Here, Plaintiffs wish to use the Selective Waiver Agreement as evidence from which an inference can be drawn that Teva used the indemnification provision in that agreement to provide Purepac an incentive — i.e., protection from infringement liability — to enter the market, in exchange for giving Teva permission to compete during the exclusivity period. Thus, evidence as to the indemnification agreement contained in the Selective Waiver Agreement is relevant to Plaintiffs' inducement of infringement claim. Defendants may seek an appropriate limiting instruction pursuant to this Court's rules regarding a meet and confer to reach consensus as to the language of the instruction in advance such that side bar disputes can largely be avoided.

Plaintiffs make no argument that Teva's liability insurance is relevant to the induced infringement claim, nor could they do so based on the facts at bar.

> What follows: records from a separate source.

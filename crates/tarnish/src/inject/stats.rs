//! Column statistics used by the outlier injector.

use crate::dataset::Value;

/// Running mean and variance accumulator (Welford's algorithm).
#[derive(Debug, Clone, Default)]
pub struct Moments {
    count: usize,
    mean: f64,
    m2: f64, // Sum of squared differences from mean
}

impl Moments {
    /// Accumulate the numeric cells of a column, skipping everything else.
    pub fn from_values(values: &[Value]) -> Self {
        let mut moments = Self::default();
        for value in values.iter().filter_map(Value::as_f64) {
            moments.add(value);
        }
        moments
    }

    /// Add a value.
    pub fn add(&mut self, value: f64) {
        self.count += 1;

        let delta = value - self.mean;
        self.mean += delta / self.count as f64;
        let delta2 = value - self.mean;
        self.m2 += delta * delta2;
    }

    /// Number of values seen.
    pub fn count(&self) -> usize {
        self.count
    }

    /// Mean, if any values were seen.
    pub fn mean(&self) -> Option<f64> {
        (self.count > 0).then_some(self.mean)
    }

    /// Sample standard deviation (n - 1 denominator); undefined below two values.
    pub fn sample_std(&self) -> Option<f64> {
        if self.count < 2 {
            None
        } else {
            Some((self.m2 / (self.count - 1) as f64).sqrt())
        }
    }
}

/// Replacement value for outlier cells, or why there is none.
#[derive(Debug, Clone, Copy, PartialEq)]
pub enum OutlierTarget {
    /// `mean + 10 * std` with a non-zero std.
    Extreme(f64),
    /// Zero variance: the target collapses to the mean.
    Mean(f64),
    /// Fewer than two values or non-finite statistics.
    Undefined,
}

impl OutlierTarget {
    /// Distance of the outlier from the mean, in standard deviations.
    pub const SIGMAS: f64 = 10.0;

    /// Decide the target value from a column's moments.
    pub fn from_moments(moments: &Moments) -> Self {
        let (Some(mean), Some(std)) = (moments.mean(), moments.sample_std()) else {
            return OutlierTarget::Undefined;
        };

        if !mean.is_finite() || !std.is_finite() {
            OutlierTarget::Undefined
        } else if std == 0.0 {
            OutlierTarget::Mean(mean)
        } else {
            OutlierTarget::Extreme(mean + Self::SIGMAS * std)
        }
    }

    /// The value to write, if any.
    pub fn value(self) -> Option<f64> {
        match self {
            OutlierTarget::Extreme(v) | OutlierTarget::Mean(v) => Some(v),
            OutlierTarget::Undefined => None,
        }
    }
}
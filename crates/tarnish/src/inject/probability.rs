//! Validated probability / fraction parameter.

use serde::{Deserialize, Serialize};

use crate::error::{Result, TarnishError};

/// A probability or row fraction in `[0, 1]`.
///
/// Out-of-range values and NaN are rejected at construction rather than
/// clamped.
#[derive(Debug, Clone, Copy, PartialEq, PartialOrd, Serialize, Deserialize)]
#[serde(try_from = "f64", into = "f64")]
pub struct Probability(f64);

impl Probability {
    /// Never fires / selects no rows.
    pub const ZERO: Probability = Probability(0.0);
    /// Always fires / selects every row.
    pub const ONE: Probability = Probability(1.0);

    /// Create a probability, rejecting values outside `[0, 1]`.
    pub fn new(value: f64) -> Result<Self> {
        Self::named("probability", value)
    }

    /// Like [`Probability::new`], naming the parameter in the error.
    pub fn named(parameter: &str, value: f64) -> Result<Self> {
        if (0.0..=1.0).contains(&value) {
            Ok(Self(value))
        } else {
            Err(TarnishError::InvalidProbability {
                parameter: parameter.to_string(),
                value,
            })
        }
    }

    /// Built-in defaults. Only call with literals in `[0, 1]`.
    pub(crate) const fn constant(value: f64) -> Self {
        Self(value)
    }

    /// The raw value.
    pub fn value(self) -> f64 {
        self.0
    }

    /// One Bernoulli draw.
    pub fn draw(self, rng: &mut fastrand::Rng) -> bool {
        rng.f64() < self.0
    }

    /// Number of rows selected out of `row_count`, rounded half to even.
    pub fn sample_size(self, row_count: usize) -> usize {
        let size = (self.0 * row_count as f64).round_ties_even() as usize;
        size.min(row_count)
    }
}

impl TryFrom<f64> for Probability {
    type Error = TarnishError;

    fn try_from(value: f64) -> Result<Self> {
        Self::new(value)
    }
}

impl From<Probability> for f64 {
    fn from(probability: Probability) -> f64 {
        probability.0
    }
}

IX. DEFENDANTS' ESTIMATES OF POTENTIAL RISK EXPOSURE

Defendants seek to exclude evidence of their estimates of potential risk exposure in this litigation, including (1) internal documents estimating potential lost profits to Pfizer and (2) the September 2004 declaration of Terry Musika submitted in opposition to Plaintiffs' motion for a TRO and preliminary injunction.

This motion is labeled as Defendants' motion in limine number two.

Defendants argue that the internal documents at issue — charts estimating sales of gabapentin produced in order to reach indemnity estimates — are irrelevant because they do not reflect a construction of the "but for" world, nor do they take into account available noninfringing alternatives which might preclude Plaintiffs from recovering lost profits damages. Defendants also contend that the introduction of this evidence is prejudicial because the jury will be confused and may reach the conclusion that Plaintiffs are entitled to lost profits because Defendants reached these estimates.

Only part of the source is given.